BEGIN Provided records
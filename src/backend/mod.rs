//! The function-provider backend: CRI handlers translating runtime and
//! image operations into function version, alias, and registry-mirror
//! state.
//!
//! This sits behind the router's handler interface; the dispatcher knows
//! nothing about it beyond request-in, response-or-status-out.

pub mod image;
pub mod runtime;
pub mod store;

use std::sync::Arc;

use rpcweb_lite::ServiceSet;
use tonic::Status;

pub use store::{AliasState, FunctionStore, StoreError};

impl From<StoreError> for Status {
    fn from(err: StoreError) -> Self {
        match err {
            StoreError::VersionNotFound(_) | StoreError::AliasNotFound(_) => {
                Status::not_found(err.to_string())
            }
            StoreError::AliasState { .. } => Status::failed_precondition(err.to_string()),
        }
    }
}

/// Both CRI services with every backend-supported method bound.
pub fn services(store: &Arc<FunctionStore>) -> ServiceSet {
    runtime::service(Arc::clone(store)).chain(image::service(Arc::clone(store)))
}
END Provided records
BEGIN Provided records
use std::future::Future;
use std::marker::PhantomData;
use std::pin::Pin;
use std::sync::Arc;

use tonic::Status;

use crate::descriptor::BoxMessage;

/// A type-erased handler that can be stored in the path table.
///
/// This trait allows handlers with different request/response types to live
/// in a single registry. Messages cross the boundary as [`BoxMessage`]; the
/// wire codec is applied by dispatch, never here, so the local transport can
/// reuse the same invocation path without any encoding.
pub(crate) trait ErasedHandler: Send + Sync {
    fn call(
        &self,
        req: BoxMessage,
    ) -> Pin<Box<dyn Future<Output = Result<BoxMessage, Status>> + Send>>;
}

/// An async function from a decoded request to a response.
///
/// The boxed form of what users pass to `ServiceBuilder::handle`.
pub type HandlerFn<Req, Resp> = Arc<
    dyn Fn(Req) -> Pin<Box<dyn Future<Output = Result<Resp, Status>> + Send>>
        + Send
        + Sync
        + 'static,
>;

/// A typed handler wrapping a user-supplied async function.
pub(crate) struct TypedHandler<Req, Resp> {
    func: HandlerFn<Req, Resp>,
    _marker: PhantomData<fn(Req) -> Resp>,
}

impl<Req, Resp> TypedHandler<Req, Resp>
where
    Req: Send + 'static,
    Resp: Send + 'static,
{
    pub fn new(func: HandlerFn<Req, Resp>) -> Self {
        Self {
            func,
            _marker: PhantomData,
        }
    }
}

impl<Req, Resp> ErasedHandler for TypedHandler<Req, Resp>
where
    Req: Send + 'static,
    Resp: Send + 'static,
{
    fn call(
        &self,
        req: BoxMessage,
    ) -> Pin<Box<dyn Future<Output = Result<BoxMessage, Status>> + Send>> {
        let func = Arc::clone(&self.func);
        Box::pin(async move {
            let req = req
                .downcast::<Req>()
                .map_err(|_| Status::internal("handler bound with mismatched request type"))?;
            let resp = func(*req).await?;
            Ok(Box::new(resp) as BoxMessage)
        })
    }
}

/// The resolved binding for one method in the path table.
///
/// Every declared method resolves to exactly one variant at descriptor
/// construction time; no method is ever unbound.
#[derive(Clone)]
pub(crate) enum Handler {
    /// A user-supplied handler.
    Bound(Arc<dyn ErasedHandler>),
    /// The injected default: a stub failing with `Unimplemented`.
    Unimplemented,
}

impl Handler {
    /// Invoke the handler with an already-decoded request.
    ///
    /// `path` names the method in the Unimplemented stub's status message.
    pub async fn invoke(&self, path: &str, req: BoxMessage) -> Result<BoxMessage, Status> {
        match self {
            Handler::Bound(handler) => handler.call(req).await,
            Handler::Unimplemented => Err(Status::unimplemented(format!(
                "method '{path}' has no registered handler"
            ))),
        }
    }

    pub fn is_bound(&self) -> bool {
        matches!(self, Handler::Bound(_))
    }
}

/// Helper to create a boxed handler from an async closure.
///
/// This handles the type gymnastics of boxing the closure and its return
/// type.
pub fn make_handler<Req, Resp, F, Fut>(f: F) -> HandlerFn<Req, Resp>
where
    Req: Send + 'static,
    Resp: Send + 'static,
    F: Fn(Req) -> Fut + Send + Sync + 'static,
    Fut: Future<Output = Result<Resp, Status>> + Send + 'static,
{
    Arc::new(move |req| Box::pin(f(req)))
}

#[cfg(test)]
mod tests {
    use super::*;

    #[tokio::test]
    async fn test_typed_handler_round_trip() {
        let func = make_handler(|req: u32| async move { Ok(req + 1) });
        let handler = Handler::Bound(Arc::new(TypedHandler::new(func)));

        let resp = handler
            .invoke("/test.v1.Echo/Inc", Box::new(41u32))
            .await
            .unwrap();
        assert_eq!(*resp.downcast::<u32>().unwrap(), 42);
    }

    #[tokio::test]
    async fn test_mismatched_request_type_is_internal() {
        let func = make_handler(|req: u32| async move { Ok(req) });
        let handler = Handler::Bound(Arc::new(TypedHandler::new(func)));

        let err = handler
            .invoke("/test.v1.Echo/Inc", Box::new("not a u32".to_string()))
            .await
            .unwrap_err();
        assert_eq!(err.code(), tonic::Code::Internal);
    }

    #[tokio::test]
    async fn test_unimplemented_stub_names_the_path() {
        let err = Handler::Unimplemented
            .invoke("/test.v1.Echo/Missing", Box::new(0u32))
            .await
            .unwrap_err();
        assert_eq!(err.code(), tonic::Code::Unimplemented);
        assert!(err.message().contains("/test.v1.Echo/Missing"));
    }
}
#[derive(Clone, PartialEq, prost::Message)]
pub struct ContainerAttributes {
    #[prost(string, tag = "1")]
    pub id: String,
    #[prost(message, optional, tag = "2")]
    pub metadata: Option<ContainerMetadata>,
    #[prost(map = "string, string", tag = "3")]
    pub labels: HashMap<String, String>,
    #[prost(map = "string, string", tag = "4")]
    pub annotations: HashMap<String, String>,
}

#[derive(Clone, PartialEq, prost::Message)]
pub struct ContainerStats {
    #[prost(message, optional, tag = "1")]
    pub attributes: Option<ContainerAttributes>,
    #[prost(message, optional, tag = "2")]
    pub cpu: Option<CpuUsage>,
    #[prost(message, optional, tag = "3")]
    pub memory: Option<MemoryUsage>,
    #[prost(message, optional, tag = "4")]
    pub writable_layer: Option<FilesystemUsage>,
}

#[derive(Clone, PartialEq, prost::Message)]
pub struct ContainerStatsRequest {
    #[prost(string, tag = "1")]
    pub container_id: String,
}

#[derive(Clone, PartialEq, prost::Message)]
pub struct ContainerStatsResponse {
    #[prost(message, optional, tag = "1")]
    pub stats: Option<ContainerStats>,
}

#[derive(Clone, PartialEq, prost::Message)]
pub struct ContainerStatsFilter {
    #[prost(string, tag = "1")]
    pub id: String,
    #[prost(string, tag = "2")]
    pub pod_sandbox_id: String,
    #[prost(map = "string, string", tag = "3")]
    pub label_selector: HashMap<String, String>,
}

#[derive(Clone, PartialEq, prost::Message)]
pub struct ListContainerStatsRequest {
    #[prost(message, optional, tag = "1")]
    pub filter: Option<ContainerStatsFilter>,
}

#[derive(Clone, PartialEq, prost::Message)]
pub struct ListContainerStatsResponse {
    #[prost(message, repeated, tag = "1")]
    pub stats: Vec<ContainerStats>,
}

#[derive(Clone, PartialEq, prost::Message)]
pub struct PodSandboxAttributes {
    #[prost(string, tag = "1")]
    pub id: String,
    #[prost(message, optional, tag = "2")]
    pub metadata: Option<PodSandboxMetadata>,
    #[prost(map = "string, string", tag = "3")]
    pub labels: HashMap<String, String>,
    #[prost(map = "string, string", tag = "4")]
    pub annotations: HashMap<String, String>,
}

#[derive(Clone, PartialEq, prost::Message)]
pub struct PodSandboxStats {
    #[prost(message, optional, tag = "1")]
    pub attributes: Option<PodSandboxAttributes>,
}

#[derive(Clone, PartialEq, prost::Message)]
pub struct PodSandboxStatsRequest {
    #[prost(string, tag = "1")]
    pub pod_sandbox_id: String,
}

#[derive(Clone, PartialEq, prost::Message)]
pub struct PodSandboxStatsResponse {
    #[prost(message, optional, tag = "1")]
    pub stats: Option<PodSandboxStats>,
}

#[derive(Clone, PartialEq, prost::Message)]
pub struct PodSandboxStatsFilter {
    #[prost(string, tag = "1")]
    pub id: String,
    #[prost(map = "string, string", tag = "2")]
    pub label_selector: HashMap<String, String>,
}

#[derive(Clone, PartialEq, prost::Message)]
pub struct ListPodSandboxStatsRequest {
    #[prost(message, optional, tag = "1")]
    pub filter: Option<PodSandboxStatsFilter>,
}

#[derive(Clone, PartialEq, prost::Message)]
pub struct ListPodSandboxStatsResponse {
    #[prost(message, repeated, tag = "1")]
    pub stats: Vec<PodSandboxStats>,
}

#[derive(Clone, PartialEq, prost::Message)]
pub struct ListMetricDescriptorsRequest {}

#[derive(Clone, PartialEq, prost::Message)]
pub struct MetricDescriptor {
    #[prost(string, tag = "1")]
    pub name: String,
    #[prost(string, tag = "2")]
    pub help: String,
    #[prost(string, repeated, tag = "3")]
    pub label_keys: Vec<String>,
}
END Provided records
■ **Problem**: All lines of the records above that contain the word "downcast" are to be copied out.

■ **Answer space**:
                .downcast::<Req>()
        assert_eq!(*resp.downcast::<u32>().unwrap(), 42);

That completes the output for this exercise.